In a candid admission, AT&T's top executive John Stankey has revealed he made a significant error in managing the telecom giant's cultural overhaul. However, his regret is not about the content of his now-famous blunt memo to employees, but about the timing.
The Viral Memo and the CEO's Admission
Speaking at the Wall Street Journal CEO Council Summit, Stankey was asked to name a professional misstep. He acknowledged that he should have prioritised the company's cultural evolution much earlier in his tenure, rather than treating it as one of several competing priorities. "I should have put it at the forefront and forced specific actions to make it happen," Stankey stated, clarifying that his mistake was waiting too long to send the August memo that later went viral.
The lengthy internal document, first reported by Business Insider, outlined AT&T's decisive shift to a "more market-based culture." It sent a clear message to the workforce: embrace the new direction or consider finding work elsewhere. This directive ignited a fierce debate across corporate America about workplace loyalty and changing employer-employee expectations.
Defending the Memo as a Necessary Framework
Stankey defended the memo's intent, urging observers not to "over-rotate" on it.
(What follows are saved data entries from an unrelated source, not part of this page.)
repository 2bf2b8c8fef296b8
use std::fs::File;
use std::path::Path;

use anyhow::{bail, Context};
use cask_sdk::{
    Cask, CaskConfig, Credentials, PrincipalResolver, ReferenceView, StaticTokens, StorageStats,
    SweepReport, UploadRequest, UploadResult,
};
use cask_types::OwnerId;
use colored::Colorize;
use serde::Serialize;

use crate::cli::*;

pub fn run_command(cli: Cli) -> anyhow::Result<()> {
    let config = load_config(&cli)?;
    let open = |config| Cask::open(config).context("opening store");
    match &cli.command {
        Command::Config => cmd_config(&config, cli.format),
        Command::Sweep => cmd_sweep(&open(config)?, cli.format),
        Command::Upload(args) => {
            let cask = open(config)?;
            cmd_upload(&cask, &resolve_owner(&cli, &cask)?, args, cli.format)
        }
        Command::List => {
            let cask = open(config)?;
            cmd_list(&cask, &resolve_owner(&cli, &cask)?, cli.format)
        }
        Command::Delete(args) => {
            let cask = open(config)?;
            cmd_delete(&cask, &resolve_owner(&cli, &cask)?, args, cli.format)
        }
        Command::Stats => {
            let cask = open(config)?;
            cmd_stats(&cask, &resolve_owner(&cli, &cask)?, cli.format)
        }
    }
}

fn load_config(cli: &Cli) -> anyhow::Result<CaskConfig> {
    let mut config = match &cli.config {
        Some(path) => CaskConfig::load(path)?,
        None => CaskConfig::default(),
    };
    if let Some(root) = &cli.root {
        config.root = root.clone();
    }
    Ok(config)
}

fn resolve_owner(cli: &Cli, cask: &Cask) -> anyhow::Result<OwnerId> {
    if let Some(owner) = &cli.owner {
        return Ok(owner.clone());
    }
    let credentials = match &cli.token {
        Some(token) => Credentials::Bearer(token.clone()),
        None => Credentials::Anonymous,
    };
    let resolver = StaticTokens::from_table(&cask.config().principals)?;
    Ok(resolver.resolve(&credentials)?)
}

fn print_json<T: Serialize + ?Sized>(value: &T) -> anyhow::Result<()> {
    println!("{}", serde_json::to_string_pretty(value)?);
    Ok(())
}

fn human_bytes(bytes: u64) -> String {
    const UNITS: [&str; 4] = ["B", "KiB", "MiB", "GiB"];
    let mut value = bytes as f64;
    let mut unit = 0;
    while value >= 1024.0 && unit < UNITS.len() - 1 {
        value /= 1024.0;
        unit += 1;
    }
    if unit == 0 {
        format!("{bytes} B")
    } else {
        format!("{value:.1} {}", UNITS[unit])
    }
}

fn cmd_upload(
    cask: &Cask,
    owner: &OwnerId,
    args: &UploadArgs,
    format: OutputFormat,
) -> anyhow::Result<()> {
    let mut results: Vec<UploadResult> = Vec::with_capacity(args.paths.len());
    for path in &args.paths {
        let result = upload_one(cask, owner, path, args)
            .with_context(|| format!("uploading {}", path.display()))?;
        if format == OutputFormat::Text {
            let status = if result.was_duplicate {
                "deduplicated".yellow()
            } else {
                "stored".green()
            };
            println!(
                "{} {} {} ({}, {})",
                "✓".green().bold(),
                result.reference.display_name.bold(),
                status,
                human_bytes(result.blob.size_bytes),
                result.blob.media_type.to_string().cyan()
            );
            println!("  Reference: {}", result.reference.id.to_string().yellow());
            if result.saved_bytes > 0 {
                println!("  Saved: {}", human_bytes(result.saved_bytes).green());
            }
        }
        results.push(result);
    }
    if format == OutputFormat::Json {
        print_json(&results)?;
    }
    Ok(())
}

fn upload_one(
    cask: &Cask,
    owner: &OwnerId,
    path: &Path,
    args: &UploadArgs,
) -> anyhow::Result<UploadResult> {
    let Some(filename) = path.file_name().and_then(|n| n.to_str()) else {
        bail!("path has no usable file name");
    };
    let mut request = UploadRequest::new(owner.clone(), filename).private(!args.public);
    if let Some(media_type) = &args.media_type {
        request = request.declared(media_type.clone());
    }
    let mut file = File::open(path)?;
    Ok(cask.upload(request, &mut file)?)
}

fn cmd_list(cask: &Cask, owner: &OwnerId, format: OutputFormat) -> anyhow::Result<()> {
    let views: Vec<ReferenceView> = cask.list_references(owner)?;
    if format == OutputFormat::Json {
        return print_json(&views);
    }
    if views.is_empty() {
        println!("No references.");
        return Ok(());
    }
    for view in &views {
        let visibility = if view.reference.is_private {
            "private".dimmed()
        } else {
            "public".blue()
        };
        println!(
            "{}  {}  {}  {}  {}",
            view.reference.id.short_id().yellow(),
            view.reference.created_at.format("%Y-%m-%d %H:%M").to_string().dimmed(),
            human_bytes(view.blob.size_bytes),
            visibility,
            view.reference.display_name.bold()
        );
        println!(
            "  {} {}  shared by {}",
            view.blob.digest.short_hex().cyan(),
            view.blob.media_type,
            view.blob.reference_count
        );
    }
    Ok(())
}

fn cmd_delete(
    cask: &Cask,
    owner: &OwnerId,
    args: &DeleteArgs,
    format: OutputFormat,
) -> anyhow::Result<()> {
    let outcome = cask.delete_reference(owner, &args.id)?;
    if format == OutputFormat::Json {
        return print_json(&outcome);
    }
    println!(
        "{} Deleted {} ({})",
        "✓".green().bold(),
        outcome.reference.display_name.bold(),
        outcome.reference.id.short_id().yellow()
    );
    if outcome.reclaimed {
        println!("  Content reclaimed: no references remain");
    } else if let Some(remaining) = outcome.remaining_references {
        println!("  Content kept: {remaining} reference(s) remain");
    }
    Ok(())
}

fn cmd_stats(cask: &Cask, owner: &OwnerId, format: OutputFormat) -> anyhow::Result<()> {
    let stats: StorageStats = cask.get_stats(owner)?;
    if format == OutputFormat::Json {
        return print_json(&stats);
    }
    println!("Storage for {}", owner.to_string().bold());
    println!(
        "  References: {} ({} distinct, {} duplicate)",
        stats.total_references.to_string().bold(),
        stats.distinct_count,
        stats.duplicate_count
    );
    println!("  Referenced: {}", human_bytes(stats.total_size));
    println!("  Stored:     {}", human_bytes(stats.actual_size));
    println!(
        "  Saved:      {} ({:.1}%)",
        human_bytes(stats.saved_bytes).green(),
        stats.savings_percentage
    );
    for (media_type, size) in &stats.size_by_media_type {
        println!("    {:<32} {}", media_type.cyan(), human_bytes(*size));
    }
    Ok(())
}

fn cmd_sweep(cask: &Cask, format: OutputFormat) -> anyhow::Result<()> {
    let report: SweepReport = cask.sweep()?;
    if format == OutputFormat::Json {
        return print_json(&report);
    }
    if report.is_clean() {
        println!("{} {} blobs checked, nothing to repair.", "✓".green().bold(), report.blobs_checked);
        return Ok(());
    }
    println!("{} Sweep complete ({} blobs checked)", "✓".green().bold(), report.blobs_checked);
    println!("  Counts repaired:      {}", report.counts_repaired);
    println!("  Blobs reclaimed:      {}", report.blobs_reclaimed);
    println!("  Orphan files removed: {}", report.orphan_files_removed);
    println!("  Stale temp removed:   {}", report.stale_temp_removed);
    for id in &report.dangling_references {
        println!("  {} reference {} has no content", "!".red().bold(), id.to_string().yellow());
    }
    for digest in &report.missing_files {
        println!("  {} blob {} is missing its bytes", "!".red().bold(), digest.short_hex().cyan());
    }
    Ok(())
}

fn cmd_config(config: &CaskConfig, format: OutputFormat) -> anyhow::Result<()> {
    match format {
        OutputFormat::Json => print_json(config),
        OutputFormat::Text => {
            print!("{}", config.to_toml_string()?);
            Ok(())
        }
    }
}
He described it as just one component of a larger framework designed to empower leaders. "It's one of a series of steps in trying to put a framework out there and remove excuses for leaders to lead," he told the summit audience.
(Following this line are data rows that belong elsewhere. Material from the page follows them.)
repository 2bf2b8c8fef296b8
use clap::Parser;
use tracing::Level;

mod cli;
mod commands;

fn main() -> anyhow::Result<()> {
    let cli = cli::Cli::parse();
    tracing_subscriber::fmt()
        .with_max_level(if cli.verbose { Level::DEBUG } else { Level::WARN })
        .with_writer(std::io::stderr)
        .init();
    commands::run_command(cli)
}
use cask_types::MediaType;

/// Errors from inspecting uploaded content.
#[derive(Debug, thiserror::Error)]
pub enum HashError {
    /// Declared and sniffed media types are neither equal nor synonyms.
    #[error("content does not match declared type: declared {declared}, detected {sniffed}")]
    ContentMismatch {
        declared: MediaType,
        sniffed: MediaType,
    },

    /// The source is longer than the configured upload limit.
    #[error("content exceeds the {limit}-byte upload limit")]
    TooLarge { limit: u64 },

    /// Reading the source failed (including an aborted transfer).
    #[error("I/O error: {0}")]
    Io(#[from] std::io::Error),
}

pub type HashResult<T> = Result<T, HashError>;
The CEO explained that the document was meant to give managers "all the air cover in the world they need" to execute the new vision. It aimed to outline his strategic perspective clearly and enable decisive action aligned with AT&T's future goals.
Sweeping Changes: Return-to-Office and AI Push
This memo was part of a broader set of transformative changes AT&T has implemented over the past year. A key element is a mandatory five-day return-to-office policy. In the August communication to managers, Stankey wrote that employees seeking hybrid or remote arrangements "will have a difficult time aligning" their personal priorities with the company's objectives.
"We run a dynamic, customer-facing business," the memo stated. "If the requirements dictated by this dynamic do not align to your personal desires, you have every right to find a career opportunity that is suitable to your aspirations and needs."
Beyond physical presence, Stankey also highlighted the company's aggressive push for AI adoption among employees. AT&T is providing tutorials and educational tools for upskilling, with the CEO personally monitoring usage metrics. "I want to see who's building their skill set, where they're building, and this is just the next set of skills that people are going to have to have," he emphasised.
The original memo, titled "My Observation on our Employee Survey results," was addressed to all AT&T managers. It came in response to an employee survey where staff requested more transparency from leadership. Stankey used the note to articulate the shift from a culture based on "hierarchy and familial norms" to one focused on "rewarding capability, contribution, and commitment."
He acknowledged the difficulty of such change but quoted General Eric Shinseki: "If you dislike change, you're going to dislike irrelevance even more." The CEO's reflection at the summit suggests that while the message was tough, he believes delay, not the message itself, was the true error in AT&T's journey to reinvent its workplace culture for a new era.